In the interview, Araki declined to comment on individual cases but said he’s aware of harassment in the equity division and other departments as well.

Football Tackle

Power hara came into the spotlight in Japan earlier this year when a college American football player said his coaches ordered him to make an illegal tackle that injured an opponent. Reported cases of bullying in the workplace jumped to a record 72,067 last year, the Labor Ministry said last week. A third of workers experienced power abuse over the three years to 2017, a ministry survey showed last year.

“We didn’t even have a word for harassment in the past,” Araki, 60, said. “Many employees have gone through the ranks under a sports-jock kind of culture.”

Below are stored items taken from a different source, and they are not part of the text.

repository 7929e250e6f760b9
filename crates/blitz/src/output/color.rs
//! Color and styling helpers for CLI output.
//!
//! Semantic Color Theme:
//!   - Success:   green   (created, synced, materialized files)
//!   - Warning:   yellow  (updated rows, assigned identifiers)
//!   - Error:     red     (failed steps)
//!   - Info:      cyan    (project names, root tree nodes)
//!   - Muted:     dimmed  (unchanged rows, connectors, details)
//!   - Emphasis:  bold    (table headers)

use colored::Colorize;

use super::OutputConfig;
use crate::report::SyncAction;

/// Apply semantic "success" color (green) to text.
pub fn success(text: &str, config: &OutputConfig) -> String {
    if !config.use_colors {
        return text.to_string();
    }
    text.green().to_string()
}

/// Apply semantic "error" color (red) to text.
pub fn error(text: &str, config: &OutputConfig) -> String {
    if !config.use_colors {
        return text.to_string();
    }
    text.red().to_string()
}

/// Apply semantic "warning" color (yellow) to text.
pub fn warning(text: &str, config: &OutputConfig) -> String {
    if !config.use_colors {
        return text.to_string();
    }
    text.yellow().to_string()
}

/// Apply semantic "info" color (cyan) to text.
pub fn info(text: &str, config: &OutputConfig) -> String {
    if !config.use_colors {
        return text.to_string();
    }
    text.cyan().to_string()
}

pub(crate) fn dimmed(text: &str, config: &OutputConfig) -> String {
    if !config.use_colors {
        return text.to_string();
    }
    text.dimmed().to_string()
}

pub(crate) fn bold(text: &str, config: &OutputConfig) -> String {
    if !config.use_colors {
        return text.to_string();
    }
    text.bold().to_string()
}

/// Color a (pre-padded) cell by the action it describes.
pub(crate) fn colorize_action(text: &str, action: SyncAction, config: &OutputConfig) -> String {
    match action {
        SyncAction::Created | SyncAction::Synced => success(text, config),
        SyncAction::IdAssigned | SyncAction::Updated => warning(text, config),
        SyncAction::Unchanged => dimmed(text, config),
        SyncAction::Error => error(text, config),
    }
}
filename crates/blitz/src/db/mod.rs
//! `SQLite` storage layer for blitz.
//!
//! The database holds two tables: `projects` (the workspace's project tree)
//! and `issues` (the mirror of the Markdown issues directory).
//!
//! All reads and writes go through a [`Session`], a scoped wrapper over one
//! `SQLite` transaction. A session commits only when [`Session::commit`] is
//! called; dropping it on any other path rolls everything back.
//!
//! ## Module Structure
//!
//! - `schema` - Database schema (DDL)
//! - `helpers` - Row conversion and parsing utilities
//! - `issues` - [`IssueRepository`] implementation
//! - `projects` - [`ProjectRepository`] implementation

mod helpers;
mod issues;
mod projects;
mod schema;

pub(crate) use helpers::{ISSUES_COLUMNS, PROJECTS_COLUMNS, row_to_issue, row_to_project};
pub(crate) use schema::SCHEMA;

use std::path::{Path, PathBuf};

use rusqlite::{Connection, Transaction};

use crate::domain::{Issue, IssueId, IssueUpdate, NewIssue, NewProject, Project, ProjectId};
use crate::error::Result;

/// Savepoint name used by [`Session::atomically`].
const UNIT_SAVEPOINT: &str = "blitz_unit";

/// Persisted issue table operations.
pub trait IssueRepository {
    /// Get an issue by ID. Returns `None` if it doesn't exist.
    fn get_by_id(&self, id: &IssueId) -> Result<Option<Issue>>;

    /// Get every issue, ordered by index.
    fn get_all(&self) -> Result<Vec<Issue>>;

    /// Get the issues of one project, ordered by index.
    fn list_by_project(&self, project_id: &ProjectId) -> Result<Vec<Issue>>;

    /// The next unused ordinal.
    ///
    /// Derived from the stored rows, so it stays monotonic across restarts.
    fn next_index(&self) -> Result<i64>;

    /// Insert an issue owned by `project_id`.
    ///
    /// # Errors
    ///
    /// Returns `Error::Constraint` if the project doesn't exist or the ID or
    /// index is already taken.
    fn create(&self, issue: NewIssue, project_id: &ProjectId) -> Result<Issue>;

    /// Apply a partial update and refresh `updated_at`.
    ///
    /// # Errors
    ///
    /// Returns `Error::IssueNotFound` if the issue doesn't exist.
    fn update(&self, id: &IssueId, update: IssueUpdate) -> Result<Issue>;
}

/// Project registry operations.
pub trait ProjectRepository {
    /// Register a project.
    ///
    /// # Errors
    ///
    /// Returns `Error::Constraint` if the name is taken or the parent doesn't
    /// exist.
    fn create_project(&self, project: NewProject) -> Result<Project>;

    /// Get a project by ID.
    fn get_project(&self, id: &ProjectId) -> Result<Option<Project>>;

    /// Get a project by its unique name.
    fn get_project_by_name(&self, name: &str) -> Result<Option<Project>>;

    /// Get every project, ordered by name.
    fn list_projects(&self) -> Result<Vec<Project>>;

    /// Get the direct children of a project, ordered by name.
    fn list_children(&self, id: &ProjectId) -> Result<Vec<Project>>;
}

/// A store the sync engine can run against: both repositories plus the
/// ability to apply a unit of work all-or-nothing.
pub trait SyncStore: IssueRepository + ProjectRepository {
    /// Run `op`; if it fails, undo every write it made.
    fn atomically<T, F>(&self, op: F) -> Result<T>
    where
        F: FnOnce(&Self) -> Result<T>;
}

/// `SQLite` database wrapper.
pub struct Database {
    conn: Connection,
    path: Option<PathBuf>,
}

impl std::fmt::Debug for Database {
    fn fmt(&self, f: &mut std::fmt::Formatter<'_>) -> std::fmt::Result {
        f.debug_struct("Database").field("path", &self.path).finish()
    }
}

impl Database {
    /// Open or create the database file.
    pub fn open(path: &Path) -> Result<Self> {
        // Ensure parent directory exists
        if let Some(parent) = path.parent() {
            std::fs::create_dir_all(parent)?;
        }

        let conn = Connection::open(path)?;
        conn.pragma_update(None, "journal_mode", "WAL")?;

        tracing::debug!(path = %path.display(), "Opened database");
        Self::initialize(conn, Some(path.to_path_buf()))
    }

    /// Open a private in-memory database.
    pub fn open_in_memory() -> Result<Self> {
        Self::initialize(Connection::open_in_memory()?, None)
    }

    fn initialize(conn: Connection, path: Option<PathBuf>) -> Result<Self> {
        conn.pragma_update(None, "foreign_keys", "ON")?;
        conn.execute_batch(SCHEMA)?;
        Ok(Self { conn, path })
    }

    /// Path of the database file, `None` for in-memory databases.
    pub fn path(&self) -> Option<&Path> {
        self.path.as_deref()
    }

    /// Begin a scoped session.
    ///
    /// Writes made through the session become visible to other connections
    /// only after [`Session::commit`].
    pub fn session(&mut self) -> Result<Session<'_>> {
        Ok(Session {
            tx: self.conn.transaction()?,
        })
    }
}

/// One database transaction.
///
/// Dropping a session without calling [`Session::commit`] rolls it back.
pub struct Session<'db> {
    tx: Transaction<'db>,
}

impl Session<'_> {
    /// Commit every write made in this session.
    pub fn commit(self) -> Result<()> {
        self.tx.commit()?;
        tracing::debug!("Session committed");
        Ok(())
    }

    /// Discard every write made in this session.
    pub fn rollback(self) -> Result<()> {
        self.tx.rollback()?;
        tracing::debug!("Session rolled back");
        Ok(())
    }
}

impl SyncStore for Session<'_> {
    fn atomically<T, F>(&self, op: F) -> Result<T>
    where
        F: FnOnce(&Self) -> Result<T>,
    {
        self.tx.execute_batch(&format!("SAVEPOINT {UNIT_SAVEPOINT}"))?;

        match op(self) {
            Ok(value) => {
                self.tx
                    .execute_batch(&format!("RELEASE {UNIT_SAVEPOINT}"))?;
                Ok(value)
            }
            Err(e) => {
                self.tx.execute_batch(&format!(
                    "ROLLBACK TO {UNIT_SAVEPOINT}; RELEASE {UNIT_SAVEPOINT}"
                ))?;
                Err(e)
            }
        }
    }
}

#[cfg(test)]
mod tests {
    use super::*;
    use crate::error::Error;
    use crate::identity;
    use tempfile::TempDir;

    fn new_issue(title: &str, index: i64) -> NewIssue {
        NewIssue {
            id: identity::generate(),
            title: title.to_string(),
            description: "Body".to_string(),
            index,
            branch_name: "slug".to_string(),
        }
    }

    #[test]
    fn open_creates_database_and_schema() {
        let dir = TempDir::new().unwrap();
        let path = dir.path().join("nested").join("blitz.db");

        let db = Database::open(&path).unwrap();

        assert!(path.exists());
        assert_eq!(db.path(), Some(path.as_path()));
        let tables: Vec<String> = db
            .conn
            .prepare("SELECT name FROM sqlite_master WHERE type='table' ORDER BY name")
            .unwrap()
            .query_map([], |row| row.get(0))
            .unwrap()
            .collect::<std::result::Result<Vec<_>, _>>()
            .unwrap();
        assert_eq!(tables, vec!["issues".to_string(), "projects".to_string()]);
    }

    #[test]
    fn dropped_session_rolls_back() {
        let mut db = Database::open_in_memory().unwrap();
        {
            let session = db.session().unwrap();
            session.create_project(NewProject::named("demo")).unwrap();
        }

        let session = db.session().unwrap();
        assert!(session.get_project_by_name("demo").unwrap().is_none());
    }

    #[test]
    fn committed_session_persists_across_reopen() {
        let dir = TempDir::new().unwrap();
        let path = dir.path().join("blitz.db");
        {
            let mut db = Database::open(&path).unwrap();
            let session = db.session().unwrap();
            session.create_project(NewProject::named("demo")).unwrap();
            session.commit().unwrap();
        }

        let mut db = Database::open(&path).unwrap();
        let session = db.session().unwrap();
        assert!(session.get_project_by_name("demo").unwrap().is_some());
    }

    #[test]
    fn atomically_undoes_failed_unit_only() {
        let mut db = Database::open_in_memory().unwrap();
        let session = db.session().unwrap();
        let project = session.create_project(NewProject::named("demo")).unwrap();

        let kept = new_issue("kept", 1);
        session
            .atomically(|s| s.create(kept.clone(), &project.id))
            .unwrap();

        let undone = new_issue("undone", 2);
        let result: Result<()> = session.atomically(|s| {
            s.create(undone.clone(), &project.id)?;
            Err(Error::Constraint("simulated".to_string()))
        });

        assert!(result.is_err());
        assert!(session.get_by_id(&kept.id).unwrap().is_some());
        assert!(session.get_by_id(&undone.id).unwrap().is_none());
    }
}
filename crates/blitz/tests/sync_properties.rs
//! End-to-end properties of the sync engine against a real directory and
//! an on-disk database.

use std::collections::HashSet;
use std::fs;

use blitz::db::{Database, IssueRepository, ProjectRepository};
use blitz::domain::{IssueId, NewIssue, NewProject};
use blitz::identity;
use blitz::report::{SyncAction, SyncReport};
use blitz::sync::process_issues;
use blitz_markdown::{IssueDirectory, IssueDocument, IssueFileStore};
use rstest::{fixture, rstest};
use tempfile::TempDir;

mod common;
use common::{first_line, write_issue};

const PROJECT: &str = "blitzkrieg";

struct Workspace {
    _dir: TempDir,
    files: IssueDirectory,
    db: Database,
}

impl Workspace {
    fn sync(&mut self) -> SyncReport {
        let mut report = SyncReport::new();
        process_issues(&mut self.db, &self.files, PROJECT, &mut report)
            .expect("sync should not abort");
        report
    }

    fn issues_dir(&self) -> &std::path::Path {
        self.files.root()
    }

    fn seed_issue(&mut self, title: &str, description: &str) -> IssueId {
        let session = self.db.session().unwrap();
        let project = session.get_project_by_name(PROJECT).unwrap().unwrap();
        let id = identity::generate();
        session
            .create(
                NewIssue {
                    id,
                    title: title.to_string(),
                    description: description.to_string(),
                    index: session.next_index().unwrap(),
                    branch_name: "seeded".to_string(),
                },
                &project.id,
            )
            .unwrap();
        session.commit().unwrap();
        id
    }
}

#[fixture]
fn workspace() -> Workspace {
    let dir = TempDir::new().expect("should create temp dir");
    let issues = dir.path().join("issues");
    fs::create_dir(&issues).unwrap();

    let mut db = Database::open(&dir.path().join(".blitz").join("blitz.db")).unwrap();
    let session = db.session().unwrap();
    session.create_project(NewProject::named(PROJECT)).unwrap();
    session.commit().unwrap();

    Workspace {
        files: IssueDirectory::new(issues),
        _dir: dir,
        db,
    }
}

fn actions(report: &SyncReport) -> Vec<SyncAction> {
    report.rows().iter().map(|r| r.action).collect()
}

#[rstest]
fn second_run_is_idempotent(mut workspace: Workspace) {
    let dir = workspace.issues_dir().to_path_buf();
    write_issue(&dir, "one.md", "# First\n\nAlpha\n");
    write_issue(&dir, "two.md", "Second\n\nBeta\n");
    workspace.seed_issue("Third: from db", "Gamma");
    workspace.sync();

    let second = workspace.sync();

    assert_eq!(
        actions(&second),
        vec![SyncAction::Unchanged; 3],
        "rows: {:?}",
        second.rows()
    );
}

#[rstest]
fn assigned_ids_never_change(mut workspace: Workspace) {
    let dir = workspace.issues_dir().to_path_buf();
    let path = write_issue(&dir, "one.md", "Title\n\nBody\n");

    workspace.sync();
    let id = first_line(&path);
    fs::write(&path, format!("{id}\nNew title\n\nNew body\n")).unwrap();
    workspace.sync();
    workspace.sync();

    assert_eq!(first_line(&path), id);
}

#[rstest]
fn indexes_strictly_increase(mut workspace: Workspace) {
    let dir = workspace.issues_dir().to_path_buf();
    for i in 0..5 {
        write_issue(&dir, &format!("issue{i}.md"), &format!("Issue {i}\n\nBody\n"));
    }

    workspace.sync();
    write_issue(&dir, "late.md", "Late\n\nBody\n");
    workspace.sync();

    let session = workspace.db.session().unwrap();
    let indexes: Vec<i64> = session.get_all().unwrap().iter().map(|i| i.index).collect();
    assert_eq!(indexes, vec![1, 2, 3, 4, 5, 6]);
}

#[rstest]
fn every_issue_has_exactly_one_file(mut workspace: Workspace) {
    let dir = workspace.issues_dir().to_path_buf();
    write_issue(&dir, "disk.md", "On disk\n\nBody\n");
    workspace.seed_issue("Only in db", "Body");
    workspace.seed_issue("# Also: only-in db", "Body");

    workspace.sync();

    let ids_on_disk: Vec<String> = workspace
        .files
        .list_markdown_files()
        .unwrap()
        .iter()
        .map(|p| first_line(p))
        .collect();
    let unique: HashSet<&String> = ids_on_disk.iter().collect();
    assert_eq!(unique.len(), ids_on_disk.len());

    let session = workspace.db.session().unwrap();
    for issue in session.get_all().unwrap() {
        assert!(ids_on_disk.contains(&issue.id.to_string()));
    }
    assert!(dir.join("only_in_db.md").is_file());
    assert!(dir.join("also_onlyin_db.md").is_file());
}

#[rstest]
fn materialized_file_uses_canonical_layout(mut workspace: Workspace) {
    let id = workspace.seed_issue("Fix login bug", "Users cannot log in.");

    let report = workspace.sync();

    assert_eq!(actions(&report), vec![SyncAction::Synced]);
    assert_eq!(report.rows()[0].name, "fix_login_bug.md");
    let path = workspace.issues_dir().join("fix_login_bug.md");
    let document = workspace.files.read_document(&path).unwrap();
    assert_eq!(
        document,
        IssueDocument::new(id.to_string(), "Fix login bug", "Users cannot log in.")
    );
}

#[rstest]
fn title_edit_keeps_branch_name(mut workspace: Workspace) {
    let dir = workspace.issues_dir().to_path_buf();
    let path = write_issue(&dir, "a.md", "Original title\n\nBody\n");
    workspace.sync();
    let id = first_line(&path);
    fs::write(&path, format!("{id}\n# Renamed\n\nBody\n")).unwrap();

    let report = workspace.sync();

    assert_eq!(actions(&report), vec![SyncAction::Updated]);
    let session = workspace.db.session().unwrap();
    let issue = session.get_by_id(&id.parse().unwrap()).unwrap().unwrap();
    assert_eq!(issue.title, "Renamed");
    assert_eq!(issue.branch_name, "bltz-original-title");
    assert_eq!(
        fs::read_to_string(&path).unwrap(),
        format!("{id}\n# Renamed\n\nBody\n")
    );
}

#[rstest]
fn failed_file_does_not_block_others(mut workspace: Workspace) {
    let dir = workspace.issues_dir().to_path_buf();
    write_issue(&dir, "a_bad.md", "only one line");
    write_issue(&dir, "b_good.md", "Good\n\nBody\n");
    fs::write(dir.join("c_binary.md"), [0xff, 0xfe, 0x00]).unwrap();

    let report = workspace.sync();

    assert_eq!(
        actions(&report),
        vec![
            SyncAction::Error,
            SyncAction::IdAssigned,
            SyncAction::Created,
            SyncAction::Error
        ]
    );
    assert_eq!(report.count(SyncAction::Error), 2);
}

#[rstest]
fn duplicate_id_in_two_files_is_reported_once(mut workspace: Workspace) {
    let dir = workspace.issues_dir().to_path_buf();
    let path = write_issue(&dir, "a.md", "Title\n\nBody\n");
    workspace.sync();
    let id = first_line(&path);
    write_issue(&dir, "b.md", &format!("{id}\nCopy\n\nOther body\n"));

    let report = workspace.sync();

    // a.md still matches the row, then b.md overwrites it
    assert_eq!(
        actions(&report),
        vec![SyncAction::Unchanged, SyncAction::Updated]
    );
}
//! Error types for blitz-markdown operations.

use std::io;
use std::path::PathBuf;
use thiserror::Error;

use crate::document::ParseError;

/// The error type for blitz-markdown operations.
#[derive(Debug, Error)]
pub enum Error {
    /// IO error occurred while reading or writing.
    #[error("IO error: {0}")]
    Io(#[from] io::Error),

    /// The file content does not follow the issue file layout.
    #[error("Invalid issue file: {0}")]
    Parse(#[from] ParseError),

    /// The file is not valid UTF-8 text.
    #[error("File is not valid UTF-8: {}", .0.display())]
    NotUtf8(PathBuf),
}

/// A specialized Result type for blitz-markdown operations.
pub type Result<T> = std::result::Result<T, Error>;
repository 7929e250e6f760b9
//! Running external programs.

use std::process::Command;

use crate::error::{Error, Result};

/// Runs an external program to completion.
pub trait CommandRunner {
    /// Run `program` with `args` and return its trimmed standard output.
    ///
    /// # Errors
    ///
    /// Returns [`Error::Command`] if the program cannot be started or exits
    /// unsuccessfully.
    fn run(&self, program: &str, args: &[String]) -> Result<String>;
}

/// [`CommandRunner`] backed by [`std::process::Command`].
#[derive(Debug, Clone, Copy, Default)]
pub struct SystemRunner;

impl CommandRunner for SystemRunner {
    fn run(&self, program: &str, args: &[String]) -> Result<String> {
        tracing::debug!(program, ?args, "Running command");

        let output = Command::new(program)
            .args(args)
            .output()
            .map_err(|e| Error::Command {
                program: program.to_string(),
                status: "failed to start".to_string(),
                stderr: e.to_string(),
            })?;

        if !output.status.success() {
            return Err(Error::Command {
                program: program.to_string(),
                status: output.status.to_string(),
                stderr: String::from_utf8_lossy(&output.stderr).trim().to_string(),
            });
        }

        Ok(String::from_utf8_lossy(&output.stdout).trim().to_string())
    }
}
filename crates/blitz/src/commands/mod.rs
//! Workspace-level commands that run before an [`App`](crate::app::App)
//! exists.

pub mod init;
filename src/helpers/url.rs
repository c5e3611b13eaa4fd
//! URL helper functions

use crate::config::SiteConfig;

/// Generate a URL with the root path
///
/// # Examples
/// ```ignore
/// url_for(&config, "/logo.svg") // -> "/blog/logo.svg"
/// ```
pub fn url_for(config: &SiteConfig, path: &str) -> String {
    if is_absolute(path) {
        return path.to_string();
    }

    let root = config.root.trim_end_matches('/');
    let path = path.trim_start_matches('/');

    if path.is_empty() {
        format!("{}/", root)
    } else {
        format!("{}/{}", root, path)
    }
}

/// Generate a full URL including the domain
///
/// # Examples
/// ```ignore
/// full_url_for(&config, "/post/hello/") // -> "https://example.com/blog/post/hello/"
/// ```
pub fn full_url_for(config: &SiteConfig, path: &str) -> String {
    if is_absolute(path) {
        return path.to_string();
    }
    let base = config.url.trim_end_matches('/');
    format!("{}{}", base, url_for(config, path))
}

/// Link target of a post detail page
///
/// # Examples
/// ```ignore
/// post_path(&config, "hello-world") // -> "/post/hello-world"
/// ```
pub fn post_path(config: &SiteConfig, uid: &str) -> String {
    url_for(config, &format!("post/{}", uid))
}

/// Relative output file of a post detail page
pub fn post_output_path(uid: &str) -> String {
    format!("post/{}/index.html", uid)
}

fn is_absolute(path: &str) -> bool {
    path.starts_with("http://") || path.starts_with("https://") || path.starts_with("//")
}

#[cfg(test)]
mod tests {
    use super::*;

    fn test_config() -> SiteConfig {
        let mut config = SiteConfig::default();
        config.url = "https://example.com".to_string();
        config.root = "/blog/".to_string();
        config
    }

    #[test]
    fn test_url_for() {
        let config = test_config();
        assert_eq!(url_for(&config, "/logo.svg"), "/blog/logo.svg");
        assert_eq!(url_for(&config, ""), "/blog/");
        assert_eq!(
            url_for(&config, "https://images.prismic.io/a.png"),
            "https://images.prismic.io/a.png"
        );
    }

    #[test]
    fn test_full_url_for() {
        let config = test_config();
        assert_eq!(
            full_url_for(&config, "/post/hello/"),
            "https://example.com/blog/post/hello/"
        );
    }

    #[test]
    fn test_post_path() {
        assert_eq!(post_path(&SiteConfig::default(), "foo"), "/post/foo");
        assert_eq!(post_path(&test_config(), "foo"), "/blog/post/foo");
        assert_eq!(post_output_path("foo"), "post/foo/index.html");
    }
}
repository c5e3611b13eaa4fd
//! CLI subcommands

pub mod clean;
pub mod generate;
pub mod list;
//! HTTP client for the Prismic document API

use async_trait::async_trait;
use reqwest::{header, Client};
use serde::de::DeserializeOwned;
use serde::Deserialize;
use tokio::sync::OnceCell;
use url::Url;

use super::{query_string, ContentStore, Document, Predicate, QueryOptions, SearchResponse};
use crate::config::PrismicConfig;
use crate::error::StoreError;

/// A thin wrapper around reqwest for a Prismic repository.
pub struct PrismicClient {
    client: Client,
    endpoint: Url,
    access_token: Option<String>,
    /// Master ref, fetched from the API root on first use
    master_ref: OnceCell<String>,
}

#[derive(Debug, Deserialize)]
struct ApiRoot {
    #[serde(default)]
    refs: Vec<ApiRef>,
}

#[derive(Debug, Deserialize)]
struct ApiRef {
    #[serde(rename = "ref")]
    reference: String,
    #[serde(rename = "isMasterRef", default)]
    is_master_ref: bool,
}

impl PrismicClient {
    /// Create a client for the repository API root in `config`
    pub fn new(config: &PrismicConfig) -> Result<Self, StoreError> {
        let endpoint = config.endpoint.as_deref().ok_or_else(|| {
            StoreError::Config(format!(
                "set prismic.endpoint or {}",
                crate::config::ENDPOINT_ENV
            ))
        })?;
        let endpoint = Url::parse(endpoint.trim_end_matches('/'))
            .map_err(|e| StoreError::Config(format!("invalid endpoint {:?}: {}", endpoint, e)))?;

        let mut headers = header::HeaderMap::new();
        headers.insert(
            header::ACCEPT,
            header::HeaderValue::from_static("application/json"),
        );
        let client = Client::builder().default_headers(headers).build()?;

        Ok(Self {
            client,
            endpoint,
            access_token: config.access_token.clone().filter(|t| !t.is_empty()),
            master_ref: OnceCell::new(),
        })
    }

    /// Reuse an existing master ref instead of asking the API root
    pub fn with_master_ref(self, master_ref: impl Into<String>) -> Self {
        Self {
            master_ref: OnceCell::new_with(Some(master_ref.into())),
            ..self
        }
    }

    async fn master_ref(&self) -> Result<&str, StoreError> {
        let reference = self
            .master_ref
            .get_or_try_init(|| async {
                let url = self.with_token(self.endpoint.clone());
                let root: ApiRoot = self.get_json(url).await?;
                root.refs
                    .into_iter()
                    .find(|r| r.is_master_ref)
                    .map(|r| r.reference)
                    .ok_or(StoreError::NoMasterRef)
            })
            .await?;
        Ok(reference.as_str())
    }

    /// Build the search URL for a query
    pub(crate) fn search_url(
        &self,
        master_ref: &str,
        predicates: &[Predicate],
        options: &QueryOptions,
    ) -> Url {
        let mut url = self.endpoint.clone();
        url.path_segments_mut()
            .map(|mut segments| {
                segments.pop_if_empty().extend(["documents", "search"]);
            })
            .ok();
        {
            let mut pairs = url.query_pairs_mut();
            pairs.append_pair("ref", master_ref);
            if !predicates.is_empty() {
                pairs.append_pair("q", &query_string(predicates));
            }
            if !options.fetch.is_empty() {
                pairs.append_pair("fetch", &options.fetch.join(","));
            }
            pairs.append_pair("pageSize", &options.page_size.to_string());
        }
        self.with_token(url)
    }

    /// Parse a `next_page` cursor, refusing URLs outside this repository
    pub(crate) fn cursor_url(&self, cursor: &str) -> Result<Url, StoreError> {
        let url = Url::parse(cursor).map_err(|_| StoreError::InvalidCursor(cursor.to_string()))?;
        if url.scheme() != self.endpoint.scheme() || url.host_str() != self.endpoint.host_str() {
            return Err(StoreError::InvalidCursor(cursor.to_string()));
        }
        let has_token = url.query_pairs().any(|(k, _)| k == "access_token");
        Ok(if has_token { url } else { self.with_token(url) })
    }

    fn with_token(&self, mut url: Url) -> Url {
        if let Some(token) = &self.access_token {
            url.query_pairs_mut().append_pair("access_token", token);
        }
        url
    }

    async fn get_json<T: DeserializeOwned>(&self, url: Url) -> Result<T, StoreError> {
        tracing::debug!("GET {}", redact(&url));
        let response = self.client.get(url.clone()).send().await?;

        let status = response.status();
        if !status.is_success() {
            return Err(StoreError::Status {
                status: status.as_u16(),
                url: redact(&url),
            });
        }

        let body = response.text().await?;
        Ok(serde_json::from_str(&body)?)
    }
}

#[async_trait]
impl ContentStore for PrismicClient {
    async fn query(
        &self,
        predicates: &[Predicate],
        options: &QueryOptions,
    ) -> Result<SearchResponse, StoreError> {
        let master_ref = self.master_ref().await?;
        let url = self.search_url(master_ref, predicates, options);
        self.get_json(url).await
    }

    async fn fetch_page(&self, cursor: &str) -> Result<SearchResponse, StoreError> {
        let url = self.cursor_url(cursor)?;
        self.get_json(url).await
    }

    async fn get_by_uid(&self, doc_type: &str, uid: &str) -> Result<Document, StoreError> {
        let response = self
            .query(&[Predicate::uid(doc_type, uid)], &QueryOptions::new(1))
            .await?;
        response
            .results
            .into_iter()
            .next()
            .ok_or_else(|| StoreError::NotFound {
                doc_type: doc_type.to_string(),
                uid: uid.to_string(),
            })
    }
}

/// URL without the access token, for logs and errors
fn redact(url: &Url) -> String {
    let mut clean = url.clone();
    let pairs: Vec<(String, String)> = url
        .query_pairs()
        .filter(|(k, _)| k != "access_token")
        .map(|(k, v)| (k.into_owned(), v.into_owned()))
        .collect();
    if pairs.is_empty() {
        clean.set_query(None);
    } else {
        clean.query_pairs_mut().clear().extend_pairs(pairs);
    }
    clean.to_string()
}
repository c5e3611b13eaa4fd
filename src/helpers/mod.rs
//! Helper functions for pages and templates
//!
//! Date formatting, URL generation and small HTML builders shared by the
//! rich text renderer, the generator and the server.

mod date;
mod html;
mod url;

pub use date::*;
pub use html::*;
pub use url::*;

Under Araki, the Tokyo-based joint venture is already taking steps to combat the problem. It conducted a round of training in recent weeks that required attendees to watch a 25-minute video and discuss how to avoid harassment. Employees can also use a hotline to air any concerns confidentially.

Punish Employees

The firm will investigate complaints and penalize employees who mistreated others, Araki said, adding that he believes the punishment will act as a deterrent. He will also hold town-hall meetings with employees in 20 locations throughout Japan over the next three months to discuss issues including harassment.

“It’s rare to see a top executive express a commitment to combating harassment,” said Masaomi Kaneko, head of the Workplace Harassment Research Institute and a former Tokyo government official. “But it’s not enough to just do training and impose penalties. Companies need to fix their culture and way of working.”

Mitsubishi UFJ Morgan Stanley is majority-owned by MUFG. It’s one of two securities joint ventures that the firms set up in 2010, two years after Japan’s biggest bank bought more than a fifth of the Wall Street firm during the global financial crisis.

Canadian Dad

Former equity sales manager Glen Wood began legal action against Mitsubishi UFJ Morgan Stanley in Tokyo last year. The single parent, a Canadian whose son was born in October 2015, said managers denied his requests for paternity leave until he took a DNA test to prove he was the father. He also claims that he was excluded from meetings, calls and overseas trips.

The firm, which fired Wood in April, has said his claims are groundless and damaged its reputation.

Shunsuke Fujii, a former equity salesman at MUFG’s U.S. brokerage unit, filed a complaint in March to a New York court alleging his bosses discriminated against him based on his background as a Japanese-American, according to a court filing.

Fujii, who grew up in the U.S., said he was mocked for not understanding Japanese and fired for escalating his claims of discrimination, the document shows. He is seeking reinstatement and $1.5 million in damages. MUFG Securities Americas Inc. has denied the claims.

‘Very Serious’

Araki is also CEO of MUFG’s securities holding company, which is the parent of both the U.S. unit and the venture with Morgan Stanley.

“I’m very serious” about tackling harassment, he said. “This is not something we can change easily. It will be a long-term effort.”

Another challenge for Araki will be restoring the firm’s reputation in credit markets after the nation’s securities watchdog last week found that an employee manipulated Japanese government bond futures prices. The interview with Araki took place before the Securities and Exchange Surveillance Commission announced its recommendation for a $2 million fine.

Bond issuers including KDDI Corp. have since dropped the firm as an underwriter. Its head of debt capital markets, Haruhiro Ikezaki, said Tuesday that Mitsubishi UFJ Morgan Stanley takes clients’ decisions seriously and will make efforts to restore confidence.